李明贞忍无可忍,转过身,在遇翡嘴上重重咬了一口。

那上头本就还有伤未愈,这下倒好,结了一天一夜的血痂又被撕了个精光。

遇翡捂着往外冒血的唇瓣,扑闪着一双水汪汪的眼睛,“当真没有?”

李明贞面无表情,三连否认:“没有,并无,从未。”

“那就好,”遇翡浮夸地拍了拍胸口,“若真分不清梦境与现实,将我视作小了五十岁的忘年交夕阳红,往后我还哪里忍心下手。”

李明贞再也听不下去,转身就走,半点不带留恋的。

遇翡在后头一口一句“孩儿”叫得凄惨,边叫边喊:“你等等你腿脚不便的奶啊。”

换来的却是越走越急仿佛走慢了就甩不掉人的李明贞。

腿脚不便的遇翡阿奶撵鸡似的撵着李明贞走了半个王府,终于累了。

李明贞被她赶得气喘吁吁,好不容易走到僻静的地方,耳边没了遇翡喊魂索命一般的声音,这才停下,原地笑起。

就这般笑了好一会儿。

世上怎会有如此闹腾的人。

闹腾得她……仿佛真的回到了双十年华。

却也是真累。

-

遇瑱醒转的事没一日就传了个遍,太医署的太医百般确认,就是猛地被砸了一下,砸破了头,砸晕了。

醒了便无事,养一养身子,不出半月就能好全。

收到消息的陈之竞紧赶慢赶办完了遇瀚丢给他的差事,赶回了京都。

遇瑱一个被砸蒙了的,不论问什么都是一问三不知,连带着贺澜亦如是。

贺澜仿佛就是个只会打理内务的,除了照顾遇瑱的饮食起居以外,旁的事竟一点儿不察,事情发生后做的唯一一件事,就是把难题丢给宫里。
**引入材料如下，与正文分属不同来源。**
/// Prefix of temporaries in the generated assembly.
pub const TEMPORARY_PREFIX: &str = "Ttmp";
/// Prefix of resident temporaries in the generated assembly.
pub const RESIDENT_PREFIX: &str = "Trtmp";

#[derive(Debug, Default)]
pub struct SymbolTables {
    variables: Vec<Variable>,
    globals: HashMap<String, VariableId>,
    locals: HashMap<ProcedureId, HashMap<String, VariableId>>,
    temporaries: HashMap<Option<ProcedureId>, Vec<VariableId>>,
    residents: Vec<VariableId>,
    temporary_counter: usize,
    constants: Vec<Constant>,
    constant_index: HashMap<String, usize>,
    procedures: Vec<Procedure>,
    procedure_index: HashMap<String, ProcedureId>,
    current_procedure: Option<ProcedureId>,
    global_patterns: Patterns,
    shared_patterns: HashMap<ProcedureId, Patterns>,
    bits: usize,
    pub labels: Labels,
    pub data: DataSegments,
    pub strings: StaticStrings,
    pub storages: Vec<Storage>,
}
丢完就跟没发生过似的,也没想着追问或是施压让人深挖。

偏贺澜又是遇瑱正儿八经的原配正妻,陈之竞一时不好发作什么,只面色沉沉地递牌子申请入宫。

然而他这牌子一递进去,遇瀚的差事又来了。

如过去一样,还是要去那些鸟不拉屎的犄角旮旯。

一去就是好些时日。

这回终于轮到陈之竞在屋子里砸了一套茶具。

遇瑱心中竟诡异地浮起一种风水轮流的爽感,当即清了清嗓子,摆出一副冷静样:“表兄,作何对物件发脾气。”

“父皇让你出京,岂不正好方便你在外安插人手?”

陈氏的人总要再来一些的。

京中不能待,自然只能分散藏在京外。

“蠢货!”陈之竞一把揪住遇瑱的头发,迫使他仰头看着自己,“你以为是什么好事?”

“陈氏的人就算过来,能大张旗鼓把整支靖西军都拉过来么?!韦靖罪名不洗清,那金龙卫握在别人手中,真要动手,你有几分把握?等你的父皇回心转意重新宠爱你?”

这跟冷宫里那些不受宠爱的有什么区别?

再者,遇瑱做的这样的人,他陈之竞如何能做?

更调互监已经开始,时间一长,靖西军只会越来越不受掌控,直到彻底回归皇权。

那时,遇瑱这个蠢货还有什么一争之力?

“你看不起遇翡,可那遇翡是过了明路的中宫嫡子,背后还站了十五万北地军,还有遇瑾……真当你那二哥是个莽撞武夫?”

说完,陈之竞似乎是对表弟的蠢笨程度有了一个新的认知,他松开遇瑱,一屁股坐在了圈椅上,“表弟啊……”

“留给我们的时间,不多了,你不该对姑母动手的。”

有那个孩子拖着,还能再争取一些时间。

陈之竞闭了闭目,若实在没办法,就只能……先放弃这个蠢货表弟,以图来日了。

陈氏根基远在西地,回了西地,谁都拿他没办法。